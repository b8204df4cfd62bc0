#![forbid(unsafe_code)]

//! Encrypted, handshaken, point-to-point TCP connections. The crate is
//! organized the way the connection actually behaves at runtime:
//!
//! - [`config`] / [`flags`]: the tunables and run-time bits a `Connection`
//!   carries under its connection lock.
//! - [`collab`]: the collaborator traits a consumer can plug in
//!   (`Logger`, `Dispatcher`, `PacketCodec`) and their defaults.
//! - [`delivery`]: the bounded queue and callback plumbing packets pass
//!   through on their way to the consumer.
//! - [`channel`]: the adapter that lets a rekey ride as ordinary control
//!   packets over an already-encrypted connection.
//! - [`connection`]: `Connection` itself, tying the above together with
//!   `veilnet-handshake` and `veilnet-wire`.

pub mod channel;
pub mod collab;
pub mod config;
pub mod connection;
pub mod delivery;
pub mod flags;
pub mod listener;

pub use collab::{BincodeCodec, Dispatcher, DisconnectReason, InlineDispatcher, Logger, NopLogger, PacketCodec, StdLogger};
pub use config::ConnectionConfig;
pub use connection::{Connection, ConnectionError};
pub use flags::{ConfigFlags, RunFlags};
pub use listener::Listener;

pub use veilnet_wire::{ConnectionId, Packet};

## Task prompt
Give back every record exactly.

## Solution for this task
repository b8204df4cfd62bc0
#![forbid(unsafe_code)]

//! Encrypted, handshaken, point-to-point TCP connections. The crate is
//! organized the way the connection actually behaves at runtime:
//!
//! - [`config`] / [`flags`]: the tunables and run-time bits a `Connection`
//!   carries under its connection lock.
//! - [`collab`]: the collaborator traits a consumer can plug in
//!   (`Logger`, `Dispatcher`, `PacketCodec`) and their defaults.
//! - [`delivery`]: the bounded queue and callback plumbing packets pass
//!   through on their way to the consumer.
//! - [`channel`]: the adapter that lets a rekey ride as ordinary control
//!   packets over an already-encrypted connection.
//! - [`connection`]: `Connection` itself, tying the above together with
//!   `veilnet-handshake` and `veilnet-wire`.

pub mod channel;
pub mod collab;
pub mod config;
pub mod connection;
pub mod delivery;
pub mod flags;
pub mod listener;

pub use collab::{BincodeCodec, Dispatcher, DisconnectReason, InlineDispatcher, Logger, NopLogger, PacketCodec, StdLogger};
pub use config::ConnectionConfig;
pub use connection::{Connection, ConnectionError};
pub use flags::{ConfigFlags, RunFlags};
pub use listener::Listener;

pub use veilnet_wire::{ConnectionId, Packet};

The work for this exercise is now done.